# [SOLVED] (1 more) BSOD; corrupt MBR, 0x490



## itendo (Jan 22, 2009)

<<my pc's specs are listed on the side
snapshot; i7 920, vista sp1, mobo:dx58so, 2x2 gig ddr3, 1T seagate 7200.11 x2

i think this first occurred about 3 weeks ago. everything was running fine, i received a notification of important updates from windows, and when they restarted to complete installation, i was greeted with a BSOD. upon restarting my computer, there was some weird boot loader (i think because i was dual booting ubuntu) and it kept trying to run dskchk. whether it found anything or not it failed.

as a result, since i built the pc, i have the vista disk and used it to repair the installation. upon checking the disk it found a root cause for the problem, a corrupt system partition. it tried to fix and then restarted. this did nothing. i tried to do this again, thinking it needed another pass or two, each subsequent attempt i got an 0x490 error that terminated the attempt.

because i had the majority of my user files on another drive, i decided to just re-install and move on with my day. i grabbed my spare 1T HDD and installed vista on it (because a. i assumed this would solve the issue if the hard drive was bad, and b. i would be able to reclaim any other files on the corrupt drive). this worked fine until wednesday morning.

i woke up with a cup of coffee and another BSOD. i dont know if the update (which was the .NET update from a bit ago) had anything to do with it as i had gotten a few (new, this had not happened previously, nor had anything changed) BSODs from the display driver failing (ATI hasn't updated for awhile).

i tried to assess by going the BSOD dumper route, but am unable to do so because i cant launch any fragment of windows. i tried to launch ubuntu (which had not been installed again yet) from a live CD and it failed to at least save my files. i have scoured this forum looking for all the BSODs and the MBR references and havent found a solution.

right now, i am reinstalling vista on the first HDD (btw, i accidentally quick-formatted my reserve HDD with the installer, any sugg's on an unformat utility?), but i would like to know: what happened, and how can i keep it from happening again and is anyone else in my boat too?


----------



## usasma (Apr 11, 2009)

*Re: (1 more) BSOD; corrupt MBR, 0x490*

A corrupt MBR is fixable by using the command prompt in Startup Repair and executing the following command:

bootrec /fixmbr

As long as you're in there, run this one also:

bootrec /fixboot

If it refuses to fix it, then I'd have to start suspecting the health of your hard drive.

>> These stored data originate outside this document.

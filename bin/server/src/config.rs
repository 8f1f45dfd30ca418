//! Centralized server configuration.
//!
//! This module provides strongly-typed configuration for the server,
//! loaded via the `config` crate from environment variables.
//!
//! See [`AuthConfig`](gatehouse_accounts::AuthConfig) for the
//! authentication capabilities.

use gatehouse_accounts::{AuthConfig, Provider};
use serde::Deserialize;

/// Server configuration composed from library configs.
#[derive(Debug, Deserialize)]
pub struct ServerConfig {
    /// PostgreSQL database connection URL.
    pub database_url: String,

    /// Socket address to listen on.
    #[serde(default = "default_listen_addr")]
    pub listen_addr: String,

    /// Public URL of the server, used for provider redirect URIs and reset
    /// links.
    #[serde(default = "default_base_url")]
    pub base_url: String,

    /// Maximum database connections.
    #[serde(default = "default_max_connections")]
    pub max_connections: u32,

    /// Session configuration.
    #[serde(default)]
    pub session: SessionConfig,

    /// Enabled authentication capabilities.
    #[serde(default)]
    pub auth: AuthConfig,

    /// Provider application credentials.
    #[serde(default)]
    pub providers: ProvidersConfig,
}

/// Session-related configuration.
#[derive(Debug, Clone, Deserialize)]
pub struct SessionConfig {
    /// Duration of a sign-in that is not remembered, in minutes.
    #[serde(default = "default_session_duration_minutes")]
    pub duration_minutes: i64,

    /// Interval between session cleanup runs, in seconds.
    #[serde(default = "default_cleanup_interval_seconds")]
    pub cleanup_interval_seconds: u64,

    /// Whether to set the Secure flag on cookies (requires HTTPS).
    /// Set to false for local HTTP development.
    #[serde(default = "default_secure_cookies")]
    pub secure_cookies: bool,
}

/// Credentials registered with each provider.
#[derive(Debug, Clone, Default, Deserialize)]
pub struct ProvidersConfig {
    #[serde(default)]
    pub kakao: Option<ProviderCredentials>,
    #[serde(default)]
    pub naver: Option<ProviderCredentials>,
}

impl ProvidersConfig {
    /// Returns the credentials for `provider`, if configured.
    #[must_use]
    pub fn get(&self, provider: Provider) -> Option<&ProviderCredentials> {
        match provider {
            Provider::Kakao => self.kakao.as_ref(),
            Provider::Naver => self.naver.as_ref(),
        }
    }
}

/// An OAuth application registered with a provider.
#[derive(Debug, Clone, Deserialize)]
pub struct ProviderCredentials {
    pub client_id: String,

    /// Kakao only requires a secret when the app enables one.
    #[serde(default)]
    pub client_secret: Option<String>,

    /// Overrides `{base_url}/users/auth/{provider}/callback`.
    #[serde(default)]
    pub redirect_uri: Option<String>,
}

fn default_listen_addr() -> String {
    "127.0.0.1:3000".to_string()
}

fn default_base_url() -> String {
    "http://localhost:3000".to_string()
}

fn default_max_connections() -> u32 {
    5
}

fn default_session_duration_minutes() -> i64 {
    120
}

fn default_cleanup_interval_seconds() -> u64 {
    300
}

fn default_secure_cookies() -> bool {
    true
}

impl Default for SessionConfig {
    fn default() -> Self {
        Self {
            duration_minutes: default_session_duration_minutes(),
            cleanup_interval_seconds: default_cleanup_interval_seconds(),
            secure_cookies: default_secure_cookies(),
        }
    }
}

impl ServerConfig {
    /// Loads configuration from environment variables.
    ///
    /// # Errors
    ///
    /// Returns an error if required configuration is missing or invalid.
    pub fn from_env() -> Result<Self, config::ConfigError> {
        let source = config::Config::builder()
            .add_source(
                config::Environment::default()
                    .separator("__")
                    .try_parsing(true),
            )
            .build()?;
        Self::from_source(source)
    }

    /// Deserializes and validates an already-built configuration.
    ///
    /// # Errors
    ///
    /// Returns an error if a field is missing, has the wrong type, or is
    /// outside its usable range.
    pub fn from_source(source: config::Config) -> Result<Self, config::ConfigError> {
        let config: Self = source.try_deserialize()?;
        config.validate()?;
        Ok(config)
    }

    fn validate(&self) -> Result<(), config::ConfigError> {
        if self.session.duration_minutes <= 0
            || chrono::Duration::try_minutes(self.session.duration_minutes).is_none()
        {
            return Err(config::ConfigError::Message(format!(
                "invalid 'session.duration_minutes': {} is not a usable duration",
                self.session.duration_minutes
            )));
        }
        if self.session.cleanup_interval_seconds == 0 {
            return Err(config::ConfigError::Message(
                "invalid 'session.cleanup_interval_seconds': must be greater than zero"
                    .to_string(),
            ));
        }
        if self.max_connections == 0 {
            return Err(config::ConfigError::Message(
                "invalid 'max_connections': must be greater than zero".to_string(),
            ));
        }
        self.auth
            .validate()
            .map_err(|e| config::ConfigError::Message(format!("auth: {}", e)))
    }

    /// Callback URL registered for `provider`.
    #[must_use]
    pub fn redirect_uri(&self, provider: Provider) -> String {
        self.providers
            .get(provider)
            .and_then(|credentials| credentials.redirect_uri.clone())
            .unwrap_or_else(|| {
                format!(
                    "{}/users/auth/{}/callback",
                    self.base_url.trim_end_matches('/'),
                    provider
                )
            })
    }
}

#[cfg(test)]
mod tests {
    use super::*;

    fn try_from_pairs(pairs: &[(&str, &str)]) -> Result<ServerConfig, config::ConfigError> {
        let mut builder = config::Config::builder();
        for (key, value) in pairs {
            builder = builder
                .set_override(*key, *value)
                .expect("override");
        }
        ServerConfig::from_source(builder.build().expect("build"))
    }

    fn from_pairs(pairs: &[(&str, &str)]) -> ServerConfig {
        try_from_pairs(pairs).expect("valid config")
    }

    #[test]
    fn session_config_has_correct_defaults() {
        let config = SessionConfig::default();
        assert_eq!(config.duration_minutes, 120);
        assert_eq!(config.cleanup_interval_seconds, 300);
        assert!(config.secure_cookies);
    }

    #[test]
    fn only_database_url_is_required() {
        let config = from_pairs(&[("database_url", "postgres://localhost/gatehouse")]);

        assert_eq!(config.listen_addr, "127.0.0.1:3000");
        assert_eq!(config.max_connections, 5);
        assert!(config.auth.registerable);
        assert!(config.providers.kakao.is_none());
    }

    #[test]
    fn zero_cleanup_interval_is_rejected() {
        let err = try_from_pairs(&[
            ("database_url", "postgres://localhost/gatehouse"),
            ("session.cleanup_interval_seconds", "0"),
        ])
        .expect_err("zero interval");

        assert!(err.to_string().contains("cleanup_interval_seconds"));
    }

    #[test]
    fn out_of_range_auth_durations_are_rejected() {
        let err = try_from_pairs(&[
            ("database_url", "postgres://localhost/gatehouse"),
            ("auth.remember_for_days", "9223372036854775807"),
        ])
        .expect_err("oversized remember period");
        assert!(err.to_string().contains("remember_for_days"));

        let err = try_from_pairs(&[
            ("database_url", "postgres://localhost/gatehouse"),
            ("auth.reset_password_within_hours", "-1"),
        ])
        .expect_err("negative reset window");
        assert!(err.to_string().contains("reset_password_within_hours"));
    }

    #[test]
    fn redirect_uri_defaults_to_callback_route() {
        let config = from_pairs(&[
            ("database_url", "postgres://localhost/gatehouse"),
            ("base_url", "https://gatehouse.example.com/"),
            ("providers.kakao.client_id", "kakao-app"),
            ("providers.naver.client_id", "naver-app"),
            (
                "providers.naver.redirect_uri",
                "https://auth.example.com/naver",
            ),
        ]);

        assert_eq!(
            config.redirect_uri(Provider::Kakao),
            "https://gatehouse.example.com/users/auth/kakao/callback"
        );
        assert_eq!(
            config.redirect_uri(Provider::Naver),
            "https://auth.example.com/naver"
        );
    }
}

Here's a link to some bootable diagnostics: http://usasma.vox.com/library/post/bootable-hard-drive-diagnostics.html


----------



## itendo (Jan 22, 2009)

*Re: (1 more) BSOD; corrupt MBR, 0x490*

i probably posted too few deets as to what ive done already, but i did both bootrec's, and seagate's tool were of no use. however, i formatted the one drive (as both basically are unlinked mirrors to each other now), and reinstalled vista and ran the burn-in diags.

everything from RAM to video came up fine (perhaps conspicuouusly but anyway), except for a side by side comparison of the drives. in a 5m42s duration test, my one 7200.11 1T drive (e accumulated 2.05 billion ops, and the other (identical) drive (c only hit 121 million ops.

i think that i am going to have to call in the warranty on the bad drive (7/5 was the 6mo from purchase mark), however i need to establish if 2.05B ops is even good for the other one. but watching Pass Mark, its only registering:
(C
Read 6.8Mb/sec
Write 6.8Mb/sec
(E
Read 73.7Mb/sec
Write 81.1Mb/sec


----------



## usasma (Apr 11, 2009)

*Re: (1 more) BSOD; corrupt MBR, 0x490*

Are they Seagate drives? If so, the Seagate tool is the definitive test.

Have you used KillDisk or DBAN to wipe the drive? It could be one of those boot sector viruses or even lower-level nasty that I've read about.


----------



## itendo (Jan 22, 2009)

*Re: (1 more) BSOD; corrupt MBR, 0x490*

i had previously tried the seagate tool (from boot). i will try killdisk and dban, but have already re-installed the OS; is one or the other non-destructive of data?

any chance you could post any info you have on boot-sector viruses/lol-lvl nasties?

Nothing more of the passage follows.